The Kentucky Republican’s speech, at a dinner hosted by the Center for the National Interest — a group founded by President Richard Nixon — was an attempt to lay out a broad foreign policy theme that nodded to his libertarian base but also described circumstances in which American military involvement around the globe is necessary. It was an attempt to balance both concepts, after a year of being dinged by foreign policy hawks who see his views as isolationist.Ran012 was expected to be Clinton’s major foreign policy success story — is a reminder that Republicans will frame that as an enduring vulnerability in a 2016 presidential campaign.

While Clinton’s hawkish foreign policy views are problematic with her own party’s base and where polling shows the majority of the country stands right now with regard to intervention elsewhere around the globe, Paul’s past views are problematic with some in his own party — particularly donors.

“The war in Libya was not in our national interest. It had no clear goal and it led to less stability,” Paul said at the Essex House hotel in midtown Manhattan.

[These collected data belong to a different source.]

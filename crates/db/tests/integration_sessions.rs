//! Integration-Tests fuer das Sitzungs-Ledger (In-Memory SQLite)

use chrono::{Duration, Utc};
use uuid::Uuid;

use shopwerk_core::PrincipalArt;
use shopwerk_db::{models::NeueSitzung, SitzungsRepository, SqliteDb};

async fn db() -> SqliteDb {
    SqliteDb::in_memory()
        .await
        .expect("In-Memory DB konnte nicht erstellt werden")
}

fn sitzung(hash: &str, subject_id: Uuid, versatz_sek: i64) -> NeueSitzung<'_> {
    let erstellt = Utc::now() + Duration::seconds(versatz_sek);
    NeueSitzung {
        token_hash: hash,
        subject_id,
        subject_kind: PrincipalArt::Kunde,
        created_at: erstellt,
        expires_at: erstellt + Duration::hours(1),
    }
}

#[tokio::test]
async fn eintrag_anlegen_und_auflisten() {
    let db = db().await;
    let subject = Uuid::new_v4();

    db.insert_session(sitzung("hash_1", subject, -10)).await.unwrap();
    db.insert_session(sitzung("hash_2", subject, 0)).await.unwrap();

    let eintraege = db
        .list_sessions_for_subject(subject, PrincipalArt::Kunde)
        .await
        .unwrap();
    assert_eq!(eintraege.len(), 2);
    // Neueste zuerst
    assert_eq!(eintraege[0].token_hash, "hash_2");
    assert!(eintraege.iter().all(|e| e.is_active));

    // Andere Principal-Art ist ein eigener Namensraum
    let admins = db
        .list_sessions_for_subject(subject, PrincipalArt::Administrator)
        .await
        .unwrap();
    assert!(admins.is_empty());
}

#[tokio::test]
async fn fruehere_eintraege_werden_abgeloest() {
    let db = db().await;
    let subject = Uuid::new_v4();

    db.insert_session(sitzung("alt", subject, -10)).await.unwrap();
    db.insert_session(sitzung("neu", subject, 0)).await.unwrap();

    let betroffen = db
        .deactivate_sessions_for_subject(subject, PrincipalArt::Kunde, Some("neu"))
        .await
        .unwrap();
    assert_eq!(betroffen, 1);

    let eintraege = db
        .list_sessions_for_subject(subject, PrincipalArt::Kunde)
        .await
        .unwrap();
    let neu = eintraege.iter().find(|e| e.token_hash == "neu").unwrap();
    let alt = eintraege.iter().find(|e| e.token_hash == "alt").unwrap();
    assert!(neu.is_active);
    assert!(!alt.is_active);
}

#[tokio::test]
async fn einzelnen_eintrag_deaktivieren() {
    let db = db().await;
    let subject = Uuid::new_v4();
    db.insert_session(sitzung("abmelden", subject, 0)).await.unwrap();

    assert!(db.deactivate_session("abmelden").await.unwrap());
    // Zweites Abmelden betrifft keine Zeile mehr
    assert!(!db.deactivate_session("abmelden").await.unwrap());
    assert!(!db.deactivate_session("unbekannt").await.unwrap());
}

#[tokio::test]
async fn token_hash_ist_eindeutig() {
    let db = db().await;
    let subject = Uuid::new_v4();
    db.insert_session(sitzung("gleich", subject, 0)).await.unwrap();
    let err = db.insert_session(sitzung("gleich", subject, 1)).await;
    assert!(err.unwrap_err().ist_eindeutigkeit());
}

#[tokio::test]
async fn gleiche_sekunde_neuester_eintrag_zuerst() {
    let db = db().await;
    let subject = Uuid::new_v4();
    let zeitpunkt = Utc::now();

    for hash in ["erster", "zweiter", "dritter"] {
        db.insert_session(NeueSitzung {
            token_hash: hash,
            subject_id: subject,
            subject_kind: PrincipalArt::Kunde,
            created_at: zeitpunkt,
            expires_at: zeitpunkt + Duration::hours(1),
        })
        .await
        .unwrap();
    }
    db.deactivate_sessions_for_subject(subject, PrincipalArt::Kunde, Some("dritter"))
        .await
        .unwrap();

    let eintraege = db
        .list_sessions_for_subject(subject, PrincipalArt::Kunde)
        .await
        .unwrap();
    let reihenfolge: Vec<&str> = eintraege.iter().map(|e| e.token_hash.as_str()).collect();
    assert_eq!(reihenfolge, ["dritter", "zweiter", "erster"]);
    assert!(eintraege[0].is_active);
    assert!(eintraege[1..].iter().all(|e| !e.is_active));
}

“Today, Libya is a jihadist wonderland, a sanctuary and safe haven for terror groups across North Africa. Our ambassador was assassinated and our Embassy forced to flee overland to Tunisia. Jihadists today swim in our Embassy swimming pool. The Obama administration, urged on by Hillary Clinton, wanted to go to war but didn’t anticipate the consequences of war.”

He added, “Libya is now more chaotic and America is less safe.” And he faulted the White House for bypassing congressional authority.

“President Obama missed a chance to galvanize the country. He missed a chance to lead,” he said.

He said he supported the fight against the terrorist group the Islamic State of Iraq and the Levant, but not the arming of some rebels in Syria, which he argued has been misguided.

Elsewhere in the speech, Paul said America is currently drifting “from crisis to crisis” amid weak leadership, but that voters don’t “see war as the only solution.”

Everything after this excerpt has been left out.